Information shown below:

//! Dialoguer wizards for data entry, plus the input validation that gates
//! the ledger core.

use chrono::{NaiveDate, NaiveTime, TimeZone, Utc};
use dialoguer::{theme::ColorfulTheme, Confirm, Input, Select};
use uuid::Uuid;

use crate::assistant::TransactionDraft;
use crate::domain::{
    catalog, Account, AccountKind, CategoryKind, CategoryRef, StockOrder, Transaction,
    TransactionKind,
};
use crate::errors::CliError;
use crate::ledger::Books;

const KIND_CHOICES: [&str; 5] = ["Expense", "Income", "Transfer", "Stock Buy", "Stock Sell"];

/// Rejects a transaction before the ledger core ever sees it.
///
/// The core itself is permissive about referential inconsistency; this is
/// the strict gate the entry form applies to fresh input.
pub fn validate(books: &Books, transaction: &Transaction) -> Result<(), CliError> {
    if !transaction.amount.is_finite() || transaction.amount <= 0.0 {
        return Err(CliError::Input("amount must be positive".into()));
    }

    let require_account = |id: Uuid, role: &str| -> Result<(), CliError> {
        if books.account(id).is_none() {
            return Err(CliError::Input(format!("{role} account does not exist")));
        }
        Ok(())
    };

    match &transaction.kind {
        TransactionKind::Income {
            destination_account,
            ..
        } => require_account(*destination_account, "destination")?,
        TransactionKind::Expense { source_account, .. } => {
            require_account(*source_account, "source")?
        }
        TransactionKind::Transfer {
            source_account,
            destination_account,
        } => {
            require_account(*source_account, "source")?;
            require_account(*destination_account, "destination")?;
            if source_account == destination_account {
                return Err(CliError::Input(
                    "source and destination accounts cannot be the same".into(),
                ));
            }
        }
        TransactionKind::StockBuy {
            source_account,
            order,
        } => {
            require_account(*source_account, "funding")?;
            validate_order(order)?;
        }
        TransactionKind::StockSell {
            destination_account,
            order,
        } => {
            require_account(*destination_account, "proceeds")?;
            validate_order(order)?;
            let held = books
                .holding(&order.symbol)
                .ok_or_else(|| {
                    CliError::Input(format!("no holding for symbol {}", order.symbol))
                })?
                .quantity;
            if order.quantity > held {
                return Err(CliError::Input(format!(
                    "cannot sell {} shares of {}, only {} held",
                    order.quantity, order.symbol, held
                )));
            }
        }
    }
    Ok(())
}

fn validate_order(order: &StockOrder) -> Result<(), CliError> {
    if order.symbol.trim().is_empty() {
        return Err(CliError::Input("stock symbol is required".into()));
    }
    if order.quantity <= 0.0 {
        return Err(CliError::Input("stock quantity must be positive".into()));
    }
    if order.price_per_share <= 0.0 {
        return Err(CliError::Input("price per share must be positive".into()));
    }
    Ok(())
}

/// Interactive account creation/editing wizard.
pub fn account_wizard(initial: Option<&Account>) -> Result<(String, AccountKind, f64), CliError> {
    let theme = ColorfulTheme::default();
    let name: String = Input::with_theme(&theme)
        .with_prompt("Account name")
        .with_initial_text(initial.map(|a| a.name.clone()).unwrap_or_default())
        .interact_text()?;

    let kind_labels: Vec<String> = AccountKind::ALL.iter().map(|k| k.to_string()).collect();
    let default_kind = initial
        .and_then(|a| AccountKind::ALL.iter().position(|k| *k == a.kind))
        .unwrap_or(0);
    let kind_index = Select::with_theme(&theme)
        .with_prompt("Account type")
        .items(&kind_labels)
        .default(default_kind)
        .interact()?;

    let balance: f64 = Input::with_theme(&theme)
        .with_prompt("Balance")
        .with_initial_text(
            initial
                .map(|a| format!("{:.2}", a.balance))
                .unwrap_or_default(),
        )
        .interact_text()?;

    Ok((name, AccountKind::ALL[kind_index], balance))
}

/// Interactive transaction wizard, optionally pre-filled from an assistant
/// draft. Returns a validated transaction ready for `Books::record`.
pub fn transaction_wizard(
    books: &Books,
    draft: Option<&TransactionDraft>,
) -> Result<Transaction, CliError> {
    if books.accounts.is_empty() {
        return Err(CliError::Input("create an account first".into()));
    }
    let theme = ColorfulTheme::default();

    let default_kind = draft
        .and_then(|d| d.kind.as_deref())
        .and_then(|tag| match tag {
            "EXPENSE" => Some(0),
            "INCOME" => Some(1),
            "TRANSFER" => Some(2),
            "STOCK_BUY" => Some(3),
            "STOCK_SELL" => Some(4),
            _ => None,
        })
        .unwrap_or(0);
    let kind_index = Select::with_theme(&theme)
        .with_prompt("Transaction type")
        .items(&KIND_CHOICES)
        .default(default_kind)
        .interact()?;

    let is_stock = kind_index >= 3;
    let kind = if is_stock {
        let symbol: String = Input::with_theme(&theme)
            .with_prompt("Stock symbol")
            .with_initial_text(draft.and_then(|d| d.stock_symbol.clone()).unwrap_or_default())
            .interact_text()?;
        let quantity: f64 = Input::with_theme(&theme)
            .with_prompt("Quantity")
            .with_initial_text(draft_number(draft.and_then(|d| d.stock_quantity)))
            .interact_text()?;
        let price: f64 = Input::with_theme(&theme)
            .with_prompt("Price per share")
            .with_initial_text(draft_number(draft.and_then(|d| d.stock_price)))
            .interact_text()?;
        let order = StockOrder::new(symbol, quantity, price);
        if kind_index == 3 {
            let source = select_account(
                books,
                &theme,
                "Funding account",
                draft.and_then(|d| d.source_account_id.as_deref()),
            )?;
            TransactionKind::StockBuy {
                source_account: source,
                order,
            }
        } else {
            let destination = select_account(
                books,
                &theme,
                "Proceeds account",
                draft.and_then(|d| d.destination_account_id.as_deref()),
            )?;
            TransactionKind::StockSell {
                destination_account: destination,
                order,
            }
        }
    } else {
        match kind_index {
            0 => {
                let source = select_account(
                    books,
                    &theme,
                    "From account",
                    draft.and_then(|d| d.source_account_id.as_deref()),
                )?;
                TransactionKind::Expense {
                    source_account: source,
                    category: category_prompt(&theme, CategoryKind::Expense, draft)?,
                }
            }
            1 => {
                let destination = select_account(
                    books,
                    &theme,
                    "To account",
                    draft.and_then(|d| d.destination_account_id.as_deref()),
                )?;
                TransactionKind::Income {
                    destination_account: destination,
                    category: category_prompt(&theme, CategoryKind::Income, draft)?,
                }
            }
            _ => {
                let source = select_account(
                    books,
                    &theme,
                    "From account",
                    draft.and_then(|d| d.source_account_id.as_deref()),
                )?;
                let destination = select_account(
                    books,
                    &theme,
                    "To account",
                    draft.and_then(|d| d.destination_account_id.as_deref()),
                )?;
                TransactionKind::Transfer {
                    source_account: source,
                    destination_account: destination,
                }
            }
        }
    };

    let amount = if is_stock {
        // Derived from the order inside the constructor; never asked for.
        0.0
    } else {
        Input::with_theme(&theme)
            .with_prompt("Amount")
            .with_initial_text(draft_number(draft.and_then(|d| d.amount)))
            .interact_text()?
    };
    let mut transaction = match kind {
        TransactionKind::Expense {
            source_account,
            category,
        } => Transaction::expense(amount, source_account, category),
        TransactionKind::Income {
            destination_account,
            category,
        } => Transaction::income(amount, destination_account, category),
        TransactionKind::Transfer {
            source_account,
            destination_account,
        } => Transaction::transfer(amount, source_account, destination_account),
        TransactionKind::StockBuy {
            source_account,
            order,
        } => Transaction::stock_buy(source_account, order),
        TransactionKind::StockSell {
            destination_account,
            order,
        } => Transaction::stock_sell(destination_account, order),
    };

    if let Some(date) = date_prompt(&theme, draft)? {
        transaction = transaction.with_date(date);
    }
    let notes: String = Input::with_theme(&theme)
        .with_prompt("Notes (optional)")
        .with_initial_text(draft.and_then(|d| d.notes.clone()).unwrap_or_default())
        .allow_empty(true)
        .interact_text()?;
    if !notes.trim().is_empty() {
        transaction = transaction.with_notes(notes.trim());
    }

    validate(books, &transaction)?;
    Ok(transaction)
}

fn draft_number(value: Option<f64>) -> String {
    value.map(|v| v.to_string()).unwrap_or_default()
}

fn select_account(
    books: &Books,
    theme: &ColorfulTheme,
    prompt: &str,
    draft_id: Option<&str>,
) -> Result<Uuid, CliError> {
    let labels: Vec<String> = books
        .accounts
        .iter()
        .map(|account| format!("{} ({})", account.name, account.kind))
        .collect();
    let default = draft_id
        .and_then(|raw| raw.parse::<Uuid>().ok())
        .and_then(|id| books.accounts.iter().position(|account| account.id == id))
        .unwrap_or(0);
    let index = Select::with_theme(theme)
        .with_prompt(prompt)
        .items(&labels)
        .default(default)
        .interact()?;
    Ok(books.accounts[index].id)
}

fn category_prompt(
    theme: &ColorfulTheme,
    kind: CategoryKind,
    draft: Option<&TransactionDraft>,
) -> Result<Option<CategoryRef>, CliError> {
    if let Some(name) = draft.and_then(|d| d.category_name.clone()) {
        return Ok(Some(CategoryRef::Custom(name)));
    }

    let options: Vec<&'static crate::domain::Category> = catalog()
        .iter()
        .filter(|category| category.kind == kind)
        .collect();
    let mut labels: Vec<String> = options.iter().map(|c| c.name.clone()).collect();
    labels.push("Custom...".into());
    labels.push("None".into());

    let default = draft
        .and_then(|d| d.category_id.as_deref())
        .and_then(|id| options.iter().position(|c| c.id == id))
        .unwrap_or(0);
    let index = Select::with_theme(theme)
        .with_prompt("Category")
        .items(&labels)
        .default(default)
        .interact()?;

    if index < options.len() {
        return Ok(Some(CategoryRef::Catalog(options[index].id.clone())));
    }
    if index == options.len() {
        let name: String = Input::with_theme(theme)
            .with_prompt("Custom category name")
            .interact_text()?;
        return Ok(Some(CategoryRef::Custom(name)));
    }
    Ok(None)
}

fn date_prompt(
    theme: &ColorfulTheme,
    draft: Option<&TransactionDraft>,
) -> Result<Option<chrono::DateTime<Utc>>, CliError> {
    let initial = draft
        .and_then(|d| d.date.clone())
        .map(|raw| raw.chars().take(10).collect::<String>())
        .unwrap_or_default();
    if initial.is_empty()
        && !Confirm::with_theme(theme)
            .with_prompt("Backdate this transaction?")
            .default(false)
            .interact()?
    {
        return Ok(None);
    }
    let raw: String = Input::with_theme(theme)
        .with_prompt("Date (YYYY-MM-DD)")
        .with_initial_text(initial)
        .interact_text()?;
    let date = NaiveDate::parse_from_str(raw.trim(), "%Y-%m-%d")
        .map_err(|_| CliError::Input("date must be YYYY-MM-DD".into()))?;
    let midnight = date.and_time(NaiveTime::MIN);
    Ok(Some(Utc.from_utc_datetime(&midnight)))
}

#[cfg(test)]
mod tests {
    use super::*;
    use crate::domain::StockHolding;

    fn books() -> (Books, Uuid, Uuid) {
        let a = Account::new("Main Bank", AccountKind::Bank, 1000.0);
        let b = Account::new("Cash Wallet", AccountKind::Cash, 50.0);
        let (a_id, b_id) = (a.id, b.id);
        (Books::new(vec![a, b], Vec::new(), Vec::new()), a_id, b_id)
    }

    #[test]
    fn rejects_non_positive_amounts() {
        let (books, a, _) = books();
        let txn = Transaction::expense(0.0, a, None);
        assert!(validate(&books, &txn).is_err());
    }

    #[test]
    fn rejects_missing_account_references() {
        let (books, _, _) = books();
        let txn = Transaction::income(10.0, Uuid::new_v4(), None);
        assert!(validate(&books, &txn).is_err());
    }

    #[test]
    fn rejects_self_transfer() {
        let (books, a, _) = books();
        let txn = Transaction::transfer(10.0, a, a);
        let err = validate(&books, &txn).unwrap_err();
        assert!(format!("{err}").contains("cannot be the same"));
    }

    #[test]
    fn accepts_a_valid_transfer() {
        let (books, a, b) = books();
        let txn = Transaction::transfer(10.0, a, b);
        assert!(validate(&books, &txn).is_ok());
    }

    #[test]
    fn rejects_selling_an_unheld_symbol() {
        let (books, a, _) = books();
        let txn = Transaction::stock_sell(a, StockOrder::new("X", 1.0, 10.0));
        let err = validate(&books, &txn).unwrap_err();
        assert!(format!("{err}").contains("no holding"));
    }

    #[test]
    fn rejects_overselling_a_position() {
        let (mut books, a, _) = books();
        books.holdings.push(StockHolding::opened("X", 5.0, 10.0));
        let txn = Transaction::stock_sell(a, StockOrder::new("X", 6.0, 10.0));
        let err = validate(&books, &txn).unwrap_err();
        assert!(format!("{err}").contains("only 5 held"));
    }

    #[test]
    fn accepts_selling_the_full_position() {
        let (mut books, a, _) = books();
        books.holdings.push(StockHolding::opened("X", 5.0, 10.0));
        let txn = Transaction::stock_sell(a, StockOrder::new("X", 5.0, 12.0));
        assert!(validate(&books, &txn).is_ok());
    }

    #[test]
    fn rejects_zero_quantity_orders() {
        let (books, a, _) = books();
        let txn = Transaction::stock_buy(a, StockOrder::new("X", 0.0, 10.0));
        assert!(validate(&books, &txn).is_err());
    }
}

End of Information shown.

Copy every line from the material in which the word "CategoryRef" can be found.

    catalog, Account, AccountKind, CategoryKind, CategoryRef, StockOrder, Transaction,
) -> Result<Option<CategoryRef>, CliError> {
        return Ok(Some(CategoryRef::Custom(name)));
        return Ok(Some(CategoryRef::Catalog(options[index].id.clone())));
        return Ok(Some(CategoryRef::Custom(name)));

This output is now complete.